> _DESCRIPTION OF THE TASK_
Please reproduce the entries that follow without a single difference.

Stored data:
►

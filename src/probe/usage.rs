//! 額度照会（ベストエフォート）
//!
//! ベンダー固有の `/api/usage/token` を照会する。未対応の上流が多いため、
//! あらゆる失敗（接続・タイムアウト・非2xx・不正ボディ）は「未対応」として
//! Noneに畳み込み、呼び出し元へはエラーを伝播させない。

use crate::types::station::Station;
use crate::types::usage::UsageSnapshot;
use reqwest::Client;
use serde::Deserialize;
use std::time::Duration;

/// 額度照会のタイムアウト（秒）
const USAGE_TIMEOUT_SECS: u64 = 10;

/// `/api/usage/token` のレスポンスエンベロープ
#[derive(Debug, Deserialize)]
struct UsageEnvelope {
    #[serde(default)]
    data: Option<UsageSnapshot>,
}

/// ステーションの額度スナップショットを取得
///
/// # Returns
/// * `Some(UsageSnapshot)` - 取得成功
/// * `None` - 未対応または取得失敗（非致命）
pub async fn fetch_usage(client: &Client, station: &Station) -> Option<UsageSnapshot> {
    let url = station.usage_url();

    let result = client
        .get(&url)
        .bearer_auth(&station.api_key)
        .timeout(Duration::from_secs(USAGE_TIMEOUT_SECS))
        .send()
        .await;

    match result {
        Ok(response) if response.status().is_success() => {
            match response.json::<UsageEnvelope>().await {
                Ok(envelope) => envelope.data,
                Err(e) => {
                    tracing::debug!(station_id = %station.id, error = %e, "Failed to parse usage response");
                    None
                }
            }
        }
        Ok(response) => {
            tracing::debug!(
                station_id = %station.id,
                status = %response.status(),
                "Station does not support usage query"
            );
            None
        }
        Err(e) => {
            tracing::debug!(station_id = %station.id, error = %e, "Usage query failed");
            None
        }
    }
}

#[cfg(test)]
mod tests {
    use super::*;

    #[test]
    fn test_envelope_with_data() {
        let json = r#"{"data":{"total_granted":10.0,"total_used":2.0,"total_available":8.0,"unlimited_quota":false,"model_limits":{},"model_limits_enabled":false,"expires_at":0}}"#;
        let envelope: UsageEnvelope = serde_json::from_str(json).unwrap();
        let usage = envelope.data.unwrap();
        assert_eq!(usage.total_available, 8.0);
    }

    #[test]
    fn test_envelope_without_data() {
        let envelope: UsageEnvelope = serde_json::from_str("{}").unwrap();
        assert!(envelope.data.is_none());
    }
}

◄

> _SOLUTION TO THIS TASK_
filename src/probe/usage.rs
//! 額度照会（ベストエフォート）
//!
//! ベンダー固有の `/api/usage/token` を照会する。未対応の上流が多いため、
//! あらゆる失敗（接続・タイムアウト・非2xx・不正ボディ）は「未対応」として
//! Noneに畳み込み、呼び出し元へはエラーを伝播させない。

use crate::types::station::Station;
use crate::types::usage::UsageSnapshot;
use reqwest::Client;
use serde::Deserialize;
use std::time::Duration;

/// 額度照会のタイムアウト（秒）
const USAGE_TIMEOUT_SECS: u64 = 10;

/// `/api/usage/token` のレスポンスエンベロープ
#[derive(Debug, Deserialize)]
struct UsageEnvelope {
    #[serde(default)]
    data: Option<UsageSnapshot>,
}

/// ステーションの額度スナップショットを取得
///
/// # Returns
/// * `Some(UsageSnapshot)` - 取得成功
/// * `None` - 未対応または取得失敗（非致命）
pub async fn fetch_usage(client: &Client, station: &Station) -> Option<UsageSnapshot> {
    let url = station.usage_url();

    let result = client
        .get(&url)
        .bearer_auth(&station.api_key)
        .timeout(Duration::from_secs(USAGE_TIMEOUT_SECS))
        .send()
        .await;

    match result {
        Ok(response) if response.status().is_success() => {
            match response.json::<UsageEnvelope>().await {
                Ok(envelope) => envelope.data,
                Err(e) => {
                    tracing::debug!(station_id = %station.id, error = %e, "Failed to parse usage response");
                    None
                }
            }
        }
        Ok(response) => {
            tracing::debug!(
                station_id = %station.id,
                status = %response.status(),
                "Station does not support usage query"
            );
            None
        }
        Err(e) => {
            tracing::debug!(station_id = %station.id, error = %e, "Usage query failed");
            None
        }
    }
}

#[cfg(test)]
mod tests {
    use super::*;

    #[test]
    fn test_envelope_with_data() {
        let json = r#"{"data":{"total_granted":10.0,"total_used":2.0,"total_available":8.0,"unlimited_quota":false,"model_limits":{},"model_limits_enabled":false,"expires_at":0}}"#;
        let envelope: UsageEnvelope = serde_json::from_str(json).unwrap();
        let usage = envelope.data.unwrap();
        assert_eq!(usage.total_available, 8.0);
    }

    #[test]
    fn test_envelope_without_data() {
        let envelope: UsageEnvelope = serde_json::from_str("{}").unwrap();
        assert!(envelope.data.is_none());
    }
}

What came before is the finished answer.